→ **Work to be completed**: Among the entries below, find each line with "false" and show it.
(Data for this task)
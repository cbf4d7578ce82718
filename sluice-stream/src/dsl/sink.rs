// Copyright 2025 Umberto Gotti <umberto.gotti@umbertogotti.dev>
// Licensed under the Apache License, Version 2.0
// http://www.apache.org/licenses/LICENSE-2.0

use super::apply_attributes;
use crate::completion::StreamCompletion;
use crate::graph::Graph;
use crate::mat::{self, MatFn};
use crate::port::Inlet;
use crate::shape::SinkShape;
use crate::stage::GraphStage;
use crate::stages::queue::{self, SinkQueue};
use crate::stages::reactive::{self, StreamPublisher};
use crate::stages::sinks;
use sluice_core::{Attributes, Decider, NotUsed, Result, Subscriber};
use std::fmt;
use std::sync::Arc;

/// A blueprint with exactly one open inlet consuming `In`.
///
/// Most sinks materialize a [`StreamCompletion`] that resolves with the
/// outcome of the stream.
pub struct Sink<In, Mat = NotUsed> {
    pub(crate) graph: Graph,
    pub(crate) inlet: Inlet<In>,
    pub(crate) mat: MatFn<Mat>,
}

impl<In, Mat> Clone for Sink<In, Mat> {
    fn clone(&self) -> Self {
        Self {
            graph: self.graph.clone(),
            inlet: self.inlet,
            mat: Arc::clone(&self.mat),
        }
    }
}

impl<In, Mat> fmt::Debug for Sink<In, Mat> {
    fn fmt(&self, f: &mut fmt::Formatter<'_>) -> fmt::Result {
        f.debug_struct("Sink")
            .field("stages", &self.graph.nodes.len())
            .field("inlet", &self.inlet)
            .finish()
    }
}

impl<In: Send + 'static> Sink<In> {
    /// Consume and discard everything.
    #[must_use]
    pub fn ignore() -> Sink<In, StreamCompletion<()>> {
        sinks::ignore()
    }

    /// Call `f` for every element.
    pub fn for_each<F>(f: F) -> Sink<In, StreamCompletion<()>>
    where
        F: Fn(In) + Send + Sync + 'static,
    {
        sinks::for_each(f)
    }

    /// Fold every element into an accumulator and resolve with the result.
    pub fn fold<S, F>(seed: S, f: F) -> Sink<In, StreamCompletion<S>>
    where
        S: Clone + Send + Sync + 'static,
        F: Fn(S, In) -> S + Send + Sync + 'static,
    {
        sinks::fold(seed, f)
    }

    /// Collect every element.
    #[must_use]
    pub fn seq() -> Sink<In, StreamCompletion<Vec<In>>> {
        sinks::seq()
    }

    /// Resolve with the first element and cancel upstream; fails with
    /// [`EmptyStream`](sluice_core::StreamError::EmptyStream) when there is none.
    #[must_use]
    pub fn head() -> Sink<In, StreamCompletion<In>> {
        sinks::head()
    }

    /// Resolve with the first element, if any.
    #[must_use]
    pub fn head_option() -> Sink<In, StreamCompletion<Option<In>>> {
        sinks::head_option()
    }

    /// Resolve with the last element; fails on an empty stream.
    #[must_use]
    pub fn last() -> Sink<In, StreamCompletion<In>> {
        sinks::last()
    }

    /// Resolve with the last element, if any.
    #[must_use]
    pub fn last_option() -> Sink<In, StreamCompletion<Option<In>>> {
        sinks::last_option()
    }

    /// Cancel upstream immediately.
    #[must_use]
    pub fn cancelled() -> Self {
        sinks::cancelled()
    }

    /// Ignore elements and call `callback` once with the stream's outcome.
    pub fn on_complete<F>(callback: F) -> Self
    where
        F: Fn(Result<()>) + Send + Sync + 'static,
    {
        sinks::on_complete(callback)
    }

    /// Sink drained through the materialized [`SinkQueue`]; demand is exactly
    /// the number of outstanding `pull` calls.
    #[must_use]
    pub fn queue() -> Sink<In, SinkQueue<In>> {
        queue::sink_queue()
    }

    /// Expose the stream as a single-subscription [`StreamPublisher`].
    #[must_use]
    pub fn as_publisher() -> Sink<In, StreamPublisher<In>> {
        reactive::as_publisher()
    }

    /// Publish the stream to `subscriber`.
    pub fn from_subscriber(subscriber: Arc<dyn Subscriber<In>>) -> Self {
        reactive::from_subscriber(subscriber)
    }
}

impl<In: Send + 'static, Mat: Send + 'static> Sink<In, Mat> {
    /// Wrap a custom [`GraphStage`] with a single inlet.
    pub fn from_graph_stage<S>(stage: S) -> Self
    where
        S: GraphStage<Shape = SinkShape<In>, Mat = Mat>,
    {
        let shape = stage.shape();
        Self {
            graph: Graph::single(stage),
            inlet: shape.inlet,
            mat: mat::single(),
        }
    }

    /// Transform the materialized value.
    pub fn map_materialized_value<M2, F>(self, f: F) -> Sink<In, M2>
    where
        M2: Send + 'static,
        F: Fn(Mat) -> M2 + Send + Sync + 'static,
    {
        Sink {
            graph: self.graph,
            inlet: self.inlet,
            mat: mat::map(self.mat, f),
        }
    }

    /// Apply `attributes` to the sink.
    #[must_use]
    pub fn with_attributes(mut self, attributes: Attributes) -> Self {
        apply_attributes(&mut self.graph, &attributes);
        self
    }

    /// Name the sink in logs and errors.
    #[must_use]
    pub fn named(self, name: impl Into<String>) -> Self {
        self.with_attributes(Attributes::name(name))
    }

    /// Supervise the sink's stages with `decider`.
    #[must_use]
    pub fn with_supervision(self, decider: Decider) -> Self {
        self.with_attributes(Attributes::supervision(decider))
    }

    /// Run the sink in its own island.
    #[must_use]
    pub fn async_boundary(self) -> Self {
        self.with_attributes(Attributes::async_boundary())
    }
}
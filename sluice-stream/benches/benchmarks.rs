// Copyright 2025 Umberto Gotti <umberto.gotti@umbertogotti.dev>
// Licensed under the Apache License, Version 2.0
// http://www.apache.org/licenses/LICENSE-2.0

mod async_boundary_bench;
mod linear_bench;
mod merge_bench;

use async_boundary_bench::bench_async_boundary;
use criterion::{criterion_group, criterion_main};
use linear_bench::bench_map_fold;
use merge_bench::bench_merge;

criterion_group!(stream_benches, bench_map_fold, bench_merge, bench_async_boundary);
criterion_main!(stream_benches);
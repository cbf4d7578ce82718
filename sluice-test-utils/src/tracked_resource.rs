// Copyright 2025 Umberto Gotti <umberto.gotti@umbertogotti.dev>
// Licensed under the Apache License, Version 2.0
// http://www.apache.org/licenses/LICENSE-2.0

//! Resources that record how often they were opened and closed.

use std::collections::VecDeque;
use std::sync::atomic::{AtomicUsize, Ordering};
use std::sync::Arc;

/// Shared open/close counters.
#[derive(Debug, Clone, Default)]
pub struct ResourceTracker {
    opened: Arc<AtomicUsize>,
    closed: Arc<AtomicUsize>,
    reads: Arc<AtomicUsize>,
}

impl ResourceTracker {
    pub fn new() -> Self {
        Self::default()
    }

    /// Open a resource yielding `items`.
    pub fn open<T>(&self, items: impl IntoIterator<Item = T>) -> TrackedResource<T> {
        self.opened.fetch_add(1, Ordering::SeqCst);
        TrackedResource {
            items: items.into_iter().collect(),
            tracker: self.clone(),
            closed: false,
        }
    }

    pub fn opened(&self) -> usize {
        self.opened.load(Ordering::SeqCst)
    }

    pub fn closed(&self) -> usize {
        self.closed.load(Ordering::SeqCst)
    }

    /// Number of reads across every resource, including reads past the end.
    pub fn reads(&self) -> usize {
        self.reads.load(Ordering::SeqCst)
    }

    /// Every opened resource was closed exactly once.
    pub fn is_balanced(&self) -> bool {
        self.opened() == self.closed()
    }
}

/// A resource handing out a fixed list of items.
#[derive(Debug)]
pub struct TrackedResource<T> {
    items: VecDeque<T>,
    tracker: ResourceTracker,
    closed: bool,
}

impl<T> TrackedResource<T> {
    /// Next item, `None` once exhausted.
    pub fn read(&mut self) -> Option<T> {
        self.tracker.reads.fetch_add(1, Ordering::SeqCst);
        self.items.pop_front()
    }

    /// Record a close. Closing twice counts twice, so double closes show up
    /// as an unbalanced tracker.
    pub fn close(&mut self) {
        self.closed = true;
        self.tracker.closed.fetch_add(1, Ordering::SeqCst);
    }

    pub fn is_closed(&self) -> bool {
        self.closed
    }
}
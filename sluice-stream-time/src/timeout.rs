// Copyright 2025 Umberto Gotti <umberto.gotti@umbertogotti.dev>
// Licensed under the Apache License, Version 2.0
// http://www.apache.org/licenses/LICENSE-2.0

//! Pass-through stages that fail with [`StreamError::TimeoutError`] when a
//! deadline passes.

use crate::logging::debug;
use sluice_core::{Attributes, NotUsed, Result, StreamError};
use sluice_stream::{FlowShape, GraphStage, StageContext, StageLogic, TimerKey};
use std::marker::PhantomData;
use std::time::Duration;

const TIMEOUT_TIMER: TimerKey = 0;

/// Which deadline a [`Timeout`] stage watches.
#[derive(Debug, Clone, Copy, PartialEq, Eq)]
pub enum TimeoutKind {
    /// The first element must arrive within the timeout.
    Initial,
    /// Consecutive elements must be at most the timeout apart.
    Idle,
    /// The stream must complete within the timeout.
    Completion,
}

impl TimeoutKind {
    const fn stage_name(self) -> &'static str {
        match self {
            Self::Initial => "initial_timeout",
            Self::Idle => "idle_timeout",
            Self::Completion => "completion_timeout",
        }
    }

    fn describe(self, timeout: Duration) -> String {
        match self {
            Self::Initial => format!("no element within {timeout:?}"),
            Self::Idle => format!("no element for {timeout:?}"),
            Self::Completion => format!("stream did not complete within {timeout:?}"),
        }
    }
}

/// Timeout stage; build it through [`TimeOps`](crate::TimeOps).
pub struct Timeout<T> {
    kind: TimeoutKind,
    timeout: Duration,
    _marker: PhantomData<fn(T)>,
}

impl<T> Timeout<T> {
    /// Watch `kind` with `timeout`.
    #[must_use]
    pub const fn new(kind: TimeoutKind, timeout: Duration) -> Self {
        Self {
            kind,
            timeout,
            _marker: PhantomData,
        }
    }
}

impl<T: Send + 'static> GraphStage for Timeout<T> {
    type Shape = FlowShape<T, T>;
    type Mat = NotUsed;

    fn shape(&self) -> Self::Shape {
        FlowShape::new()
    }

    fn initial_attributes(&self) -> Attributes {
        Attributes::name(self.kind.stage_name())
    }

    fn create_logic(&self, _attributes: &Attributes) -> Result<(Box<dyn StageLogic>, NotUsed)> {
        let logic = TimeoutLogic {
            shape: self.shape(),
            kind: self.kind,
            timeout: self.timeout,
        };
        Ok((Box::new(logic), NotUsed))
    }
}

struct TimeoutLogic<T> {
    shape: FlowShape<T, T>,
    kind: TimeoutKind,
    timeout: Duration,
}

impl<T: Send + 'static> StageLogic for TimeoutLogic<T> {
    fn pre_start(&mut self, ctx: &mut StageContext<'_>) -> Result<()> {
        ctx.schedule_once(TIMEOUT_TIMER, self.timeout);
        Ok(())
    }

    fn on_push(&mut self, ctx: &mut StageContext<'_>, _inlet: usize) -> Result<()> {
        match self.kind {
            TimeoutKind::Initial => ctx.cancel_timer(TIMEOUT_TIMER),
            TimeoutKind::Idle => ctx.schedule_once(TIMEOUT_TIMER, self.timeout),
            TimeoutKind::Completion => {}
        }
        let element = ctx.grab(self.shape.inlet)?;
        ctx.push(self.shape.outlet, element)
    }

    fn on_pull(&mut self, ctx: &mut StageContext<'_>, _outlet: usize) -> Result<()> {
        ctx.pull(self.shape.inlet)
    }

    fn on_timer(&mut self, ctx: &mut StageContext<'_>, _key: TimerKey) -> Result<()> {
        let context = self.kind.describe(self.timeout);
        debug!("{}: {}", ctx.stage_name(), context);
        ctx.fail_stage(StreamError::timeout_error(context))
    }
}
// Copyright 2025 Umberto Gotti <umberto.gotti@umbertogotti.dev>
// Licensed under the Apache License, Version 2.0
// http://www.apache.org/licenses/LICENSE-2.0

//! Injecting user errors into pipelines.

use sluice_core::{Result, StreamError};
use std::fmt::Debug;

/// User error raised by test closures.
#[derive(Debug, Clone, PartialEq, Eq, thiserror::Error)]
#[error("test error: {message}")]
pub struct TestError {
    pub message: String,
}

impl TestError {
    pub fn new(message: impl Into<String>) -> Self {
        Self {
            message: message.into(),
        }
    }
}

/// A [`StreamError::UserError`] wrapping a [`TestError`].
pub fn test_error(message: impl Into<String>) -> StreamError {
    StreamError::user_error(TestError::new(message))
}

/// Identity closure for `try_map` that fails on `rejected`.
///
/// The failure carries a [`TestError`] whose message is `rejected {value:?}`.
pub fn fail_on<T>(rejected: T) -> impl Fn(T) -> Result<T> + Send + Sync + 'static
where
    T: PartialEq + Debug + Send + Sync + 'static,
{
    move |value| {
        if value == rejected {
            return Err(test_error(format!("rejected {value:?}")));
        }
        Ok(value)
    }
}
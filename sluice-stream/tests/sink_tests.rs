// Copyright 2025 Umberto Gotti <umberto.gotti@umbertogotti.dev>
// Licensed under the Apache License, Version 2.0
// http://www.apache.org/licenses/LICENSE-2.0

use sluice_core::StreamError;
use sluice_stream::prelude::*;
use sluice_test_utils::{await_within, test_error};
use std::sync::atomic::{AtomicUsize, Ordering};
use std::sync::Arc;

#[tokio::test]
async fn test_head_and_last() -> anyhow::Result<()> {
    // Arrange
    let materializer = Materializer::new()?;
    let source = Source::from_iter(vec![5, 6, 7]);

    // Act
    let head = source.clone().run_with(Sink::head(), &materializer)?.await?;
    let last = source.run_with(Sink::last(), &materializer)?.await?;

    // Assert
    assert_eq!(head, 5);
    assert_eq!(last, 7);
    Ok(())
}

#[tokio::test]
async fn test_head_stops_an_infinite_source() -> anyhow::Result<()> {
    // Arrange
    let materializer = Materializer::new()?;

    // Act
    let head = Source::repeat(1).run_with(Sink::head(), &materializer)?;

    // Assert
    assert_eq!(await_within(1_000, head).await?, 1);
    Ok(())
}

#[tokio::test]
async fn test_head_of_empty_stream_fails() -> anyhow::Result<()> {
    // Arrange
    let materializer = Materializer::new()?;

    // Act
    let head = Source::<i32>::empty()
        .run_with(Sink::head(), &materializer)?
        .await;
    let head_option = Source::<i32>::empty()
        .run_with(Sink::head_option(), &materializer)?
        .await?;
    let last_option = Source::<i32>::empty()
        .run_with(Sink::last_option(), &materializer)?
        .await?;

    // Assert
    assert!(matches!(head, Err(StreamError::EmptyStream { .. })));
    assert_eq!(head_option, None);
    assert_eq!(last_option, None);
    Ok(())
}

#[tokio::test]
async fn test_for_each_sees_every_element() -> anyhow::Result<()> {
    // Arrange
    let materializer = Materializer::new()?;
    let seen = Arc::new(AtomicUsize::new(0));
    let counter = Arc::clone(&seen);

    // Act
    Source::from_iter(1..=10)
        .run_with(
            Sink::for_each(move |x: usize| {
                counter.fetch_add(x, Ordering::SeqCst);
            }),
            &materializer,
        )?
        .await?;

    // Assert
    assert_eq!(seen.load(Ordering::SeqCst), 55);
    Ok(())
}

#[tokio::test]
async fn test_ignore_reports_failure() -> anyhow::Result<()> {
    // Arrange
    let materializer = Materializer::new()?;

    // Act
    let ok = Source::from_iter(1..=3)
        .run_with(Sink::ignore(), &materializer)?
        .await;
    let failed = Source::<i32>::failed(test_error("late"))
        .run_with(Sink::ignore(), &materializer)?
        .await;

    // Assert
    assert!(ok.is_ok());
    assert!(failed.is_err());
    Ok(())
}

#[tokio::test]
async fn test_on_complete_receives_the_outcome_once() -> anyhow::Result<()> {
    // Arrange
    let materializer = Materializer::new()?;
    let (tx, mut rx) = tokio::sync::mpsc::unbounded_channel();

    // Act
    Source::from_iter(1..=3)
        .to(Sink::on_complete(move |result| {
            let _ = tx.send(result.is_ok());
        }))
        .run_with(&materializer)?;

    // Assert
    assert_eq!(await_within(1_000, rx.recv()).await, Some(true));
    assert!(rx.try_recv().is_err());
    Ok(())
}

#[tokio::test]
async fn test_cancelled_sink_cancels_upstream() -> anyhow::Result<()> {
    // Arrange
    let materializer = Materializer::new()?;

    // Act
    let termination = Source::repeat(1)
        .watch_termination(Keep::right)
        .to_mat(Sink::cancelled(), Keep::left)
        .run_with(&materializer)?;

    // Assert
    await_within(1_000, termination).await?;
    Ok(())
}

#[tokio::test]
async fn test_watch_termination_reports_failure() -> anyhow::Result<()> {
    // Arrange
    let materializer = Materializer::new()?;

    // Act
    let (termination, done) = Source::<i32>::failed(test_error("watched"))
        .watch_termination(Keep::right)
        .to_mat(Sink::ignore(), Keep::both)
        .run_with(&materializer)?;

    // Assert
    assert!(await_within(1_000, termination).await.is_err());
    assert!(await_within(1_000, done).await.is_err());
    Ok(())
}

/// Element type that is neither `Clone` nor `Sync`.
#[derive(Debug, PartialEq)]
struct Ticket(u32, std::cell::Cell<bool>);

#[tokio::test]
async fn test_collecting_sinks_accept_elements_that_are_not_clone() -> anyhow::Result<()> {
    // Arrange
    let materializer = Materializer::new()?;
    let tickets = || Source::from_iter(1..=3).map(|n| Ticket(n, std::cell::Cell::new(false)));

    // Act
    let all = tickets().run_with(Sink::seq(), &materializer)?.await?;
    let first = tickets().run_with(Sink::head_option(), &materializer)?.await?;
    let last = tickets().run_with(Sink::last(), &materializer)?.await?;

    // Assert
    assert_eq!(all.iter().map(|t| t.0).collect::<Vec<_>>(), vec![1, 2, 3]);
    assert_eq!(first.map(|t| t.0), Some(1));
    assert_eq!(last.0, 3);
    Ok(())
}
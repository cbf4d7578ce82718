// Copyright 2025 Umberto Gotti <umberto.gotti@umbertogotti.dev>
// Licensed under the Apache License, Version 2.0
// http://www.apache.org/licenses/LICENSE-2.0

use crate::timer::Timer;
use std::fmt::Debug;

pub trait Runtime: 'static {
    type Timer: Timer<Instant = Self::Instant> + Default;
    type Instant: Copy + Ord + Send + Sync + Debug;

    fn timer() -> Self::Timer {
        Self::Timer::default()
    }
}
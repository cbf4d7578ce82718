// Copyright 2025 Umberto Gotti <umberto.gotti@umbertogotti.dev>
// Licensed under the Apache License, Version 2.0
// http://www.apache.org/licenses/LICENSE-2.0

//! Flattening a stream of sources.
//!
//! Each inner source is materialized on the stage's materializer against an
//! internal sink that forwards its elements back as async events. Every inner
//! stream has at most one element outstanding, so flattening stays
//! backpressured end to end.

use super::{flow_stage, sink_stage};
use crate::async_callback::{AsyncCallback, CallbackSlot};
use crate::context::StageContext;
use crate::dsl::{Flow, Sink, Source};
use crate::logging::debug;
use crate::logic::{downcast_event, StageLogic};
use crate::shape::{FlowShape, SinkShape};
use sluice_core::{Attributes, NotUsed, Result, StreamError};
use std::any::Any;
use std::collections::{HashMap, VecDeque};
use std::sync::Arc;

/// Sent by the flattening stage to one inner sink.
enum InnerCommand {
    Pull,
    Cancel,
}

/// Sent by an inner sink to the flattening stage.
enum InnerEvent<T> {
    Element(u64, T),
    Completed(u64),
    Failed(u64, StreamError),
}

struct InnerSinkLogic<T> {
    shape: SinkShape<T>,
    id: u64,
    slot: CallbackSlot<InnerCommand>,
    parent: AsyncCallback<InnerEvent<T>>,
    finished: bool,
}

impl<T: Send + 'static> StageLogic for InnerSinkLogic<T> {
    fn pre_start(&mut self, ctx: &mut StageContext<'_>) -> Result<()> {
        self.slot.bind(ctx.async_callback());
        Ok(())
    }

    fn on_push(&mut self, ctx: &mut StageContext<'_>, _inlet: usize) -> Result<()> {
        let element = ctx.grab(self.shape.inlet)?;
        if self.parent.invoke(InnerEvent::Element(self.id, element)) {
            return Ok(());
        }
        self.finished = true;
        ctx.complete_stage()
    }

    fn on_upstream_finish(&mut self, ctx: &mut StageContext<'_>, _inlet: usize) -> Result<()> {
        self.finished = true;
        self.parent.invoke(InnerEvent::Completed(self.id));
        ctx.complete_stage()
    }

    fn on_upstream_failure(
        &mut self,
        ctx: &mut StageContext<'_>,
        _inlet: usize,
        error: StreamError,
    ) -> Result<()> {
        self.finished = true;
        self.parent.invoke(InnerEvent::Failed(self.id, error));
        ctx.complete_stage()
    }

    fn on_async(&mut self, ctx: &mut StageContext<'_>, event: Box<dyn Any + Send>) -> Result<()> {
        match downcast_event::<InnerCommand>(event)? {
            InnerCommand::Pull => ctx.try_pull(self.shape.inlet),
            InnerCommand::Cancel => {
                self.finished = true;
                ctx.complete_stage()
            }
        }
    }

    fn post_stop(&mut self, abort_cause: Option<&StreamError>) {
        self.slot.close();
        if !self.finished {
            let error = abort_cause.cloned().unwrap_or_else(|| {
                StreamError::abrupt_termination("inner stream stopped unexpectedly")
            });
            self.parent.invoke(InnerEvent::Failed(self.id, error));
        }
    }
}

fn inner_sink<T: Send + 'static>(
    id: u64,
    slot: CallbackSlot<InnerCommand>,
    parent: AsyncCallback<InnerEvent<T>>,
) -> Sink<T> {
    sink_stage("flatten_inner", move |_: &Attributes| {
        let logic = InnerSinkLogic {
            shape: SinkShape::<T>::new(),
            id,
            slot: slot.clone(),
            parent: parent.clone(),
            finished: false,
        };
        Ok((Box::new(logic) as Box<dyn StageLogic>, NotUsed))
    })
}

struct FlattenLogic<I, O, M, F> {
    shape: FlowShape<I, O>,
    breadth: usize,
    f: Arc<F>,
    next_id: u64,
    inners: HashMap<u64, CallbackSlot<InnerCommand>>,
    /// Elements received from inner streams in arrival order.
    ready: VecDeque<(u64, O)>,
    upstream_done: bool,
    _mat: std::marker::PhantomData<fn() -> M>,
}

impl<I, O, M, F> FlattenLogic<I, O, M, F>
where
    I: Send + 'static,
    O: Send + 'static,
    M: Send + 'static,
    F: Fn(I) -> Source<O, M> + Send + Sync + 'static,
{
    fn new(breadth: usize, f: Arc<F>) -> Self {
        Self {
            shape: FlowShape::new(),
            breadth: breadth.max(1),
            f,
            next_id: 0,
            inners: HashMap::new(),
            ready: VecDeque::new(),
            upstream_done: false,
            _mat: std::marker::PhantomData,
        }
    }

    fn start_inner(&mut self, ctx: &mut StageContext<'_>, source: Source<O, M>) -> Result<()> {
        let id = self.next_id;
        self.next_id += 1;
        let slot = CallbackSlot::new();
        let sink = inner_sink(id, slot.clone(), ctx.async_callback());
        let materializer = ctx.materializer().clone();
        materializer.materialize(&source.to(sink))?;
        let _ = slot.invoke(InnerCommand::Pull);
        self.inners.insert(id, slot);
        Ok(())
    }

    fn request_next(&self, id: u64) {
        if let Some(slot) = self.inners.get(&id) {
            let _ = slot.invoke(InnerCommand::Pull);
        }
    }

    fn pull_upstream(&mut self, ctx: &mut StageContext<'_>) -> Result<()> {
        if self.inners.len() < self.breadth {
            ctx.try_pull(self.shape.inlet)?;
        }
        Ok(())
    }

    fn check_done(&mut self, ctx: &mut StageContext<'_>) -> Result<()> {
        if self.upstream_done && self.inners.is_empty() && self.ready.is_empty() {
            return ctx.complete_stage();
        }
        Ok(())
    }

    fn cancel_inners(&mut self) {
        for (_, slot) in self.inners.drain() {
            let _ = slot.invoke(InnerCommand::Cancel);
        }
    }
}

impl<I, O, M, F> StageLogic for FlattenLogic<I, O, M, F>
where
    I: Send + 'static,
    O: Send + 'static,
    M: Send + 'static,
    F: Fn(I) -> Source<O, M> + Send + Sync + 'static,
{
    fn pre_start(&mut self, ctx: &mut StageContext<'_>) -> Result<()> {
        ctx.set_keep_going(true);
        ctx.pull(self.shape.inlet)
    }

    fn on_push(&mut self, ctx: &mut StageContext<'_>, _inlet: usize) -> Result<()> {
        let element = ctx.grab(self.shape.inlet)?;
        let source = (self.f)(element);
        self.start_inner(ctx, source)?;
        self.pull_upstream(ctx)
    }

    fn on_pull(&mut self, ctx: &mut StageContext<'_>, _outlet: usize) -> Result<()> {
        if let Some((id, element)) = self.ready.pop_front() {
            ctx.push(self.shape.outlet, element)?;
            self.request_next(id);
        }
        self.check_done(ctx)
    }

    fn on_upstream_finish(&mut self, ctx: &mut StageContext<'_>, _inlet: usize) -> Result<()> {
        self.upstream_done = true;
        self.check_done(ctx)
    }

    fn on_upstream_failure(
        &mut self,
        ctx: &mut StageContext<'_>,
        _inlet: usize,
        error: StreamError,
    ) -> Result<()> {
        self.cancel_inners();
        ctx.fail_stage(error)
    }

    fn on_downstream_finish(&mut self, ctx: &mut StageContext<'_>, _outlet: usize) -> Result<()> {
        self.cancel_inners();
        ctx.complete_stage()
    }

    fn on_async(&mut self, ctx: &mut StageContext<'_>, event: Box<dyn Any + Send>) -> Result<()> {
        match downcast_event::<InnerEvent<O>>(event)? {
            InnerEvent::Element(id, element) => {
                if !self.inners.contains_key(&id) {
                    return Ok(());
                }
                if self.ready.is_empty() && ctx.is_available(self.shape.outlet) {
                    ctx.push(self.shape.outlet, element)?;
                    self.request_next(id);
                } else {
                    self.ready.push_back((id, element));
                }
                Ok(())
            }
            InnerEvent::Completed(id) => {
                if self.inners.remove(&id).is_some() {
                    self.pull_upstream(ctx)?;
                }
                self.check_done(ctx)
            }
            InnerEvent::Failed(id, error) => {
                if self.inners.remove(&id).is_none() {
                    return Ok(());
                }
                debug!("{}: inner stream {} failed: {}", ctx.stage_name(), id, error);
                self.cancel_inners();
                ctx.fail_stage(error)
            }
        }
    }

    fn post_stop(&mut self, _abort_cause: Option<&StreamError>) {
        self.cancel_inners();
    }
}

/// Run up to `breadth` inner sources at once and emit their elements as they
/// arrive.
pub(crate) fn flat_map_merge<I, O, M, F>(breadth: usize, f: F) -> Flow<I, O>
where
    I: Send + 'static,
    O: Send + 'static,
    M: Send + 'static,
    F: Fn(I) -> Source<O, M> + Send + Sync + 'static,
{
    let f = Arc::new(f);
    flow_stage("flat_map_merge", move || FlattenLogic::new(breadth, Arc::clone(&f)))
}

/// Run inner sources one after another, in upstream order.
pub(crate) fn flat_map_concat<I, O, M, F>(f: F) -> Flow<I, O>
where
    I: Send + 'static,
    O: Send + 'static,
    M: Send + 'static,
    F: Fn(I) -> Source<O, M> + Send + Sync + 'static,
{
    let f = Arc::new(f);
    flow_stage("flat_map_concat", move || FlattenLogic::new(1, Arc::clone(&f)))
}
(End Data for this task)
→ **Solution for this task**:
            closed: false,
    let tickets = || Source::from_iter(1..=3).map(|n| Ticket(n, std::cell::Cell::new(false)));
            finished: false,
            upstream_done: false,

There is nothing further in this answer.